Selon cette définition, l'adaptation phonétique ou significationnelle (la traduction) ne seraient pas des cas d'exonymie mais au contraire des cas d'appropriation et de respect du toponyme issu d'une langue étrangère, dans un contexte linguistique où l'usage de plusieurs langues est possible en un même lieu.
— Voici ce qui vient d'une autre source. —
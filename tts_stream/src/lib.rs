//! Real-time streaming text-to-speech pipeline.
//!
//! Turns arbitrary text into an ordered, cancellable stream of PCM
//! audio frames with low time-to-first-byte. Input text is segmented
//! into short speakable chunks (the first one deliberately smaller so
//! first audio returns quickly), each chunk is synthesized on a
//! blocking worker through a narrow [`VoiceEngine`] seam, and frames
//! are delivered strictly in chunk order through a bounded queue.
//!
//! The neural model itself, the conversational agent framework and
//! any network transport live outside this crate; a concrete engine
//! adapter (see the `piper_engine` crate) plugs in at the
//! [`VoiceEngine`] boundary.

pub mod audio;
mod config;
mod engine;
mod error;
mod segment;
mod stream;
mod voice;

use std::path::PathBuf;
use std::sync::Arc;

use serde::Serialize;
use tokio::sync::mpsc;
use tokio_util::sync::CancellationToken;
use tracing::{debug, info};

pub use config::SynthesizerConfig;
pub use engine::{EngineError, Voice, VoiceEngine};
pub use error::TtsError;
pub use segment::{segment_text, Chunk};
pub use stream::{AudioFrame, AudioStream};
pub use voice::{LoadedVoice, VoiceCache};

/// Stream capabilities declared to the consuming agent framework.
#[derive(Debug, Clone, Copy, Serialize)]
pub struct Capabilities {
    pub streaming: bool,
    pub sample_rate: u32,
    pub num_channels: u16,
}

/// Public entry point of the pipeline.
///
/// A `Synthesizer` is bound to one model path and is reusable; every
/// [`Synthesizer::synthesize`] call creates an independent single-use
/// streaming session. Synthesizers sharing a [`VoiceCache`] load the
/// same model path at most once per process.
#[derive(Debug)]
pub struct Synthesizer {
    cache: Arc<VoiceCache>,
    model_path: PathBuf,
    config: SynthesizerConfig,
}

impl Synthesizer {
    pub fn new(
        engine: Arc<dyn VoiceEngine>,
        model_path: impl Into<PathBuf>,
        config: SynthesizerConfig,
    ) -> Self {
        let cache = Arc::new(VoiceCache::new(engine, config.model_is_thread_safe));
        Self::with_cache(cache, model_path, config)
    }

    /// Build a synthesizer on a shared voice cache.
    pub fn with_cache(
        cache: Arc<VoiceCache>,
        model_path: impl Into<PathBuf>,
        config: SynthesizerConfig,
    ) -> Self {
        Self {
            cache,
            model_path: model_path.into(),
            config,
        }
    }

    pub fn capabilities(&self) -> Capabilities {
        Capabilities {
            streaming: true,
            sample_rate: self.config.sample_rate,
            num_channels: self.config.num_channels,
        }
    }

    pub fn config(&self) -> &SynthesizerConfig {
        &self.config
    }

    /// Start synthesizing `text`. Returns immediately with a
    /// pull-based stream; synthesis runs on a background task spawned
    /// onto the current Tokio runtime, so this must be called from
    /// within one and panics otherwise.
    ///
    /// Input with no speakable content yields an already-drained
    /// stream with zero frames and no error.
    pub fn synthesize(&self, text: &str) -> AudioStream {
        let chunks = segment_text(
            text,
            self.config.max_chunk_chars,
            self.config.first_chunk_chars,
        );
        if chunks.is_empty() {
            debug!("no speakable content, returning drained stream");
            return AudioStream::drained();
        }

        info!(chunks = chunks.len(), "starting streaming synthesis");
        let (tx, rx) = mpsc::channel(self.config.queue_capacity.max(1));
        let cancel = CancellationToken::new();
        tokio::spawn(stream::run_session(stream::SessionParams {
            cache: Arc::clone(&self.cache),
            model_path: self.model_path.clone(),
            chunks,
            tx,
            cancel: cancel.clone(),
        }));
        AudioStream::new(rx, cancel)
    }
}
La lecture exotique d'une graphie endonymique serait en revanche potentiellement génératrice de caconymie voire d'exonymie. Lire en effet Saho Paolo quand les lusophones écrivent São Paulo mais prononcent très approximativement, Sinhou Paolou car la diphtongue ni l'accent tonique en question n'existent en français, c'est manquer délibérément de respect pour le nom originel. Il serait peut-être en effet préférable de lire "Sain(t) Paol(o)" ou même de traduire "Saint-Paul". On peut prendre un autre exemple : le toponyme "Lisboa" est respecté, autant que faire se peut, par la forme anglaise "Lisbon" ou française "Lisbonne", mais il serait déformé par la prononciation prétendue endonymique Lisboha.
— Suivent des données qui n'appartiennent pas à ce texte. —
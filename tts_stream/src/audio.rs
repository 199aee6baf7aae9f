//! Helpers for consumers that want a whole-utterance blob instead of
//! (or in addition to) the frame stream.

use base64::{engine::general_purpose, Engine as _};
use std::io::Cursor;

/// Wrap 16-bit little-endian PCM in a WAV (RIFF) container.
pub fn encode_wav(pcm: &[u8], sample_rate: u32, num_channels: u16) -> anyhow::Result<Vec<u8>> {
    if pcm.len() % 2 != 0 {
        anyhow::bail!("PCM byte length must be even for 16-bit samples");
    }

    let spec = hound::WavSpec {
        channels: num_channels,
        sample_rate,
        bits_per_sample: 16,
        sample_format: hound::SampleFormat::Int,
    };

    let mut cursor = Cursor::new(Vec::<u8>::with_capacity(44 + pcm.len()));
    let mut writer = hound::WavWriter::new(&mut cursor, spec)
        .map_err(|e| anyhow::anyhow!("wav write err: {e}"))?;
    for sample in pcm.chunks_exact(2) {
        let v = i16::from_le_bytes([sample[0], sample[1]]);
        writer
            .write_sample(v)
            .map_err(|e| anyhow::anyhow!("wav sample err: {e}"))?;
    }
    writer
        .finalize()
        .map_err(|e| anyhow::anyhow!("wav finalize err: {e}"))?;

    Ok(cursor.into_inner())
}

/// WAV container encoded to Base64, for JSON transports.
pub fn encode_wav_base64(
    pcm: &[u8],
    sample_rate: u32,
    num_channels: u16,
) -> anyhow::Result<String> {
    let wav = encode_wav(pcm, sample_rate, num_channels)?;
    Ok(general_purpose::STANDARD.encode(wav))
}

#[cfg(test)]
mod tests {
    use super::*;

    #[test]
    fn encodes_a_riff_header() {
        let pcm: Vec<u8> = (0..64u8).collect();
        let wav = encode_wav(&pcm, 22_050, 1).unwrap();
        assert_eq!(&wav[0..4], b"RIFF");
        assert_eq!(&wav[8..12], b"WAVE");
        // 44-byte header plus the sample data
        assert_eq!(wav.len(), 44 + pcm.len());
    }

    #[test]
    fn rejects_odd_pcm_length() {
        assert!(encode_wav(&[0u8; 3], 22_050, 1).is_err());
    }

    #[test]
    fn base64_round_trips_the_container() {
        let pcm = [0u8, 1, 2, 3];
        let encoded = encode_wav_base64(&pcm, 22_050, 1).unwrap();
        let decoded = general_purpose::STANDARD.decode(encoded).unwrap();
        assert_eq!(decoded, encode_wav(&pcm, 22_050, 1).unwrap());
    }
}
Le déformations faussement érudites d'une toponymie rurale mal interprétée par des cartographes officiels mais extérieurs au milieu local seraient aussi, selon la définition ci-dessus, des cas particuliers d'exonymie. Le village gascon des Pyrénées-Atlantiques qui porte le nom officiel de Saint-Dos s'appelle en réalité "Sendos" depuis des siècles et n'a aucun rapport ni avec la sainteté ni avec un personnage qui se serait appelé Dos et qui n'a jamais existé. On pourrait citer en France de nombreux exemples de cette exonymie opérant dans le cadre de la langue nationale.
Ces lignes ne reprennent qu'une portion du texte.